When two halves don’t make a whole
Turf war shows deeper problems with the EU’s neighbourhood policy.
Europe’s attitude to its southern neighbours has rarely come under such intense scrutiny as in the first few months of this year. The events unfolding in north Africa and the Middle East have made a review of the European Neighbourhood Policy (ENP), which had already been scheduled, particularly pertinent.
But publication of the European Commission’s assessment of the ENP and suggestions for reform, which had been expected next week, has been delayed. One of the reasons is a turf war between Štefan Füle, the European commissioner for the neighbourhood, and Catherine Ashton, the EU’s foreign policy chief.
The inter-institutional tussle concerned the extent to which aid to north Africa and eastern Europe should be tied to democratic reform. That is an important question in light of the democratic revolutions that have swept through north Africa and the Middle East, and the backsliding on democracy that is currently under way across the EU’s eastern neighbourhood, from Ukraine and Belarus to Azerbaijan (with Moldova a rare bright spot). Füle’s answer – “differentiation”, which means that countries will receive more aid for more reform – is solid.
The delay, which seems likely to be only a matter of weeks, is no bad thing: better to get the policy right than to rush it out. But the bigger question that Füle, Ashton and the member states ought to tackle concerns the very nature of the ENP. Does it make sense to have a single policy that embraces both the southern and the eastern neighbourhood? Is there a good reason to lump the two regions together, or does that simply reflect the EU’s institutional set-up?
There is no evidence that the current review will address, or even acknowledge, that question. Füle should grab the opportunity to propose bold change. The policy has in its current form failed to deliver, and part of that failure stems from its pretence that eastern Europe and the southern Mediterranean suffer from the same illness and need the same medicine, in slightly different doses.

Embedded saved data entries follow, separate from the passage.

//! Investor portfolio as a value: every change returns a new `Portfolio`.
//! Persisting the result is the caller's job.

use serde::{Deserialize, Serialize};

use super::Holding;
use crate::domain::foundation::{ProjectId, Timestamp, ValidationError};
use crate::domain::project::ProjectCategory;

/// A new contribution to a position.
#[derive(Debug, Clone, PartialEq)]
pub struct InvestmentLine {
    pub project_id: ProjectId,
    pub category: ProjectCategory,
    pub amount: f64,
    pub unit_price: f64,
    pub simulated: bool,
}

/// Portfolio value at a point in time.
#[derive(Debug, Clone, PartialEq, Serialize, Deserialize)]
pub struct PerformanceSnapshot {
    pub recorded_at: Timestamp,
    pub total_value: f64,
    pub simulated_value: f64,
    pub real_value: f64,
}

#[derive(Debug, Clone, Default, PartialEq, Serialize, Deserialize)]
pub struct Portfolio {
    #[serde(default)]
    pub holdings: Vec<Holding>,
    #[serde(default)]
    pub total_value: f64,
    #[serde(default)]
    pub simulated_value: f64,
    #[serde(default)]
    pub real_value: f64,
    #[serde(default)]
    pub performance_history: Vec<PerformanceSnapshot>,
}

impl Portfolio {
    pub fn holding(&self, project_id: &ProjectId) -> Option<&Holding> {
        self.holdings.iter().find(|h| &h.project_id == project_id)
    }

    /// Whether any holding is in the given category.
    pub fn holds_category(&self, category: ProjectCategory) -> bool {
        self.holdings.iter().any(|h| h.category == category)
    }

    /// Returns the portfolio with the contribution added.
    ///
    /// Repeat investments in the same project accumulate into one holding.
    pub fn with_investment(&self, line: InvestmentLine) -> Result<Self, ValidationError> {
        if !line.amount.is_finite() || line.amount <= 0.0 {
            return Err(ValidationError::out_of_range(
                "amount",
                0.0,
                f64::MAX,
                line.amount,
            ));
        }
        if !line.unit_price.is_finite() || line.unit_price <= 0.0 {
            return Err(ValidationError::out_of_range(
                "unit_price",
                0.0,
                f64::MAX,
                line.unit_price,
            ));
        }

        let units = line.amount / line.unit_price;
        let mut next = self.clone();

        match next
            .holdings
            .iter()
            .position(|h| h.project_id == line.project_id)
        {
            Some(index) => {
                next.holdings[index] =
                    next.holdings[index].accumulate(line.amount, units, line.simulated);
            }
            None => next.holdings.push(Holding {
                project_id: line.project_id,
                category: line.category,
                amount: line.amount,
                units,
                entry_price: line.unit_price,
                current_price: None,
                simulated: line.simulated,
            }),
        }

        Ok(next)
    }

    /// Returns the portfolio with aggregates recomputed and a snapshot appended.
    pub fn revalued(&self, at: Timestamp) -> Self {
        let (simulated_value, real_value) =
            self.holdings
                .iter()
                .fold((0.0, 0.0), |(simulated, real), holding| {
                    if holding.simulated {
                        (simulated + holding.market_value(), real)
                    } else {
                        (simulated, real + holding.market_value())
                    }
                });

        let mut next = self.clone();
        next.simulated_value = simulated_value;
        next.real_value = real_value;
        next.total_value = simulated_value + real_value;
        next.performance_history.push(PerformanceSnapshot {
            recorded_at: at,
            total_value: next.total_value,
            simulated_value,
            real_value,
        });
        next
    }

    /// Current weight of each holding in percent of market value.
    pub fn allocation_percentages(&self) -> Vec<(ProjectId, f64)> {
        let total: f64 = self.holdings.iter().map(Holding::market_value).sum();
        if total <= 0.0 {
            return Vec::new();
        }
        self.holdings
            .iter()
            .map(|h| (h.project_id, h.market_value() / total * 100.0))
            .collect()
    }
}

#[cfg(test)]
mod tests {
    use super::*;

    fn line(project_id: ProjectId, amount: f64, price: f64, simulated: bool) -> InvestmentLine {
        InvestmentLine {
            project_id,
            category: ProjectCategory::Water,
            amount,
            unit_price: price,
            simulated,
        }
    }

    #[test]
    fn first_investment_creates_holding() {
        let id = ProjectId::new();
        let portfolio = Portfolio::default()
            .with_investment(line(id, 500.0, 2.0, true))
            .unwrap();
        let holding = portfolio.holding(&id).unwrap();
        assert_eq!(holding.units, 250.0);
        assert_eq!(holding.entry_price, 2.0);
        assert!(portfolio.holds_category(ProjectCategory::Water));
    }

    #[test]
    fn repeat_investment_accumulates() {
        let id = ProjectId::new();
        let portfolio = Portfolio::default()
            .with_investment(line(id, 100.0, 1.0, true))
            .unwrap()
            .with_investment(line(id, 100.0, 2.0, true))
            .unwrap();
        assert_eq!(portfolio.holdings.len(), 1);
        let holding = portfolio.holding(&id).unwrap();
        assert_eq!(holding.amount, 200.0);
        assert_eq!(holding.units, 150.0);
    }

    #[test]
    fn with_investment_leaves_original_untouched() {
        let original = Portfolio::default();
        let _ = original
            .with_investment(line(ProjectId::new(), 10.0, 1.0, true))
            .unwrap();
        assert!(original.holdings.is_empty());
    }

    #[test]
    fn non_positive_amount_is_rejected() {
        assert!(Portfolio::default()
            .with_investment(line(ProjectId::new(), 0.0, 1.0, true))
            .is_err());
        assert!(Portfolio::default()
            .with_investment(line(ProjectId::new(), 10.0, 0.0, true))
            .is_err());
    }

    #[test]
    fn revalue_splits_simulated_and_real() {
        let simulated = ProjectId::new();
        let real = ProjectId::new();
        let mut portfolio = Portfolio::default()
            .with_investment(line(simulated, 300.0, 1.0, true))
            .unwrap()
            .with_investment(line(real, 200.0, 1.0, false))
            .unwrap();
        portfolio.holdings[1].current_price = Some(1.5);

        let at = Timestamp::from_unix_secs(42);
        let revalued = portfolio.revalued(at);
        assert_eq!(revalued.simulated_value, 300.0);
        assert_eq!(revalued.real_value, 300.0);
        assert_eq!(revalued.total_value, 600.0);
        assert_eq!(revalued.performance_history.len(), 1);
        assert_eq!(revalued.performance_history[0].recorded_at, at);
    }

    #[test]
    fn each_revaluation_appends_a_snapshot() {
        let portfolio = Portfolio::default()
            .revalued(Timestamp::from_unix_secs(1))
            .revalued(Timestamp::from_unix_secs(2));
        assert_eq!(portfolio.performance_history.len(), 2);
    }

    #[test]
    fn allocation_percentages_follow_market_value() {
        let a = ProjectId::new();
        let b = ProjectId::new();
        let portfolio = Portfolio::default()
            .with_investment(line(a, 300.0, 1.0, true))
            .unwrap()
            .with_investment(line(b, 100.0, 1.0, true))
            .unwrap();
        let weights = portfolio.allocation_percentages();
        assert_eq!(weights, vec![(a, 75.0), (b, 25.0)]);
    }

    #[test]
    fn empty_portfolio_has_no_weights() {
        assert!(Portfolio::default().allocation_percentages().is_empty());
    }
}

In effect, there are already two neighbourhood policies: the countries of the east may be a very long way from joining the EU – but they do, in principle, have a membership prospect, despite the EU’s bizarre reticence to say so. (This is one of the sticking points in the association talks currently under way between the EU and Ukraine. Kiev wants the association agreement to include an explicit acknowledgment that it has a prospect of joining the EU, even if the moment of joining may be decades away.) The countries of the southern Mediterranean have no such prospect, not even one measured in decades. This means that the EU’s soft power falls flat, reducing the ENP to a piggy-bank for government programmes. In the east, the EU’s power of attraction is directly proportionate to the various countries’ wish to join, with Georgia and Moldova leading the pack and Azerbaijan and Belarus – in very different ways – remaining aloof.

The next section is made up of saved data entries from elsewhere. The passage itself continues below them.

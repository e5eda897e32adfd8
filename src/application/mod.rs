//! Application layer - Commands, Queries, and Handlers.
//!
//! This layer orchestrates domain operations and coordinates between ports.
//! Command handlers write and mirror; query handlers only read.

pub mod handlers;

pub use handlers::advisory::{
    GenerateRecommendationsCommand, GenerateRecommendationsHandler, GetLatestRecommendationsHandler,
    GetProjectSuitabilityHandler, SimulateInvestmentCommand, SimulateInvestmentHandler,
};
pub use handlers::investor::{
    GetInvestorHandler, RecordKnowledgeScoreHandler, RegisterInvestorHandler,
    UpdateRiskProfileHandler,
};
pub use handlers::portfolio::{
    PlanAllocationHandler, RebalancePortfolioHandler, SimulatePerformanceHandler,
};
pub use handlers::project::{
    CreateProjectTokenHandler, GetTokenBalanceHandler, InvestInProjectHandler,
};
//! Advisory application handlers.
//!
//! Recommendations, single-project suitability and investment simulation.

mod generate_recommendations;
mod get_latest_recommendations;
mod get_project_suitability;
mod simulate_investment;

pub use generate_recommendations::{
    recommendations_key, GenerateRecommendationsCommand, GenerateRecommendationsHandler,
    GenerateRecommendationsResult,
};
pub use get_latest_recommendations::{
    GetLatestRecommendationsHandler, GetLatestRecommendationsQuery,
};
pub use get_project_suitability::{
    GetProjectSuitabilityHandler, GetProjectSuitabilityQuery, ProjectSuitabilityView,
};
pub use simulate_investment::{
    SimulateInvestmentCommand, SimulateInvestmentHandler, SimulateInvestmentResult,
};
//! Domain events for investors.

use serde::{Deserialize, Serialize};

use super::{RiskTolerance, TimeHorizon};
use crate::domain::foundation::{EventId, Timestamp, UserId};

/// Published when an investor completes a risk assessment.
#[derive(Debug, Clone, PartialEq, Serialize, Deserialize)]
pub struct RiskProfileUpdated {
    pub event_id: EventId,
    pub user_id: UserId,
    pub tolerance: RiskTolerance,
    pub tolerance_score: f64,
    pub time_horizon: TimeHorizon,
    pub updated_at: Timestamp,
}

crate::domain_event! {
    RiskProfileUpdated {
        kind: "risk_profile.updated.v1",
        aggregate: "Investor" => user_id,
        at: updated_at,
    }
}

#[cfg(test)]
mod tests {
    use super::*;
    use crate::domain::foundation::{DomainEvent, EventEnvelope};

    #[test]
    fn envelope_targets_investor_aggregate() {
        let event = RiskProfileUpdated {
            event_id: EventId::new(),
            user_id: UserId::new("user-1").unwrap(),
            tolerance: RiskTolerance::Aggressive,
            tolerance_score: 75.0,
            time_horizon: TimeHorizon::Long,
            updated_at: Timestamp::from_unix_secs(5),
        };
        assert_eq!(event.aggregate_id(), "user-1");

        let envelope = EventEnvelope::from_event(&event).unwrap();
        assert_eq!(envelope.aggregate_type, "Investor");
        assert_eq!(envelope.payload["tolerance"], "aggressive");
    }
}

The Mediterranean Union, a vanity project of Nicolas Sarkozy, France’s president, has fallen flat. It has played no role whatsoever in the democratic revolutions in the Arab world, and its close association with France – principal backer of Tunisia’s rotten regime, which was the first to fall – and with Egypt has discredited it in the eyes of many Arab democrats. But the Mediterranean Union has had one salutary effect – to prompt Sweden and Poland to come up with the Eastern Partnership. Until now, the EU has insisted that this does not put in question the unity of the Neighbourhood Policy. The time has come to face the fact that it does – and to welcome the ENP’s split in two.
The quarrel between Füle and Ashton is a symptom of a deeper incoherence inside the ENP, and of the EU’s inability to recognise it. If the two fall out over a point which, although important, does not touch the ENP’s core, how will they ever correct the policy’s design flaws?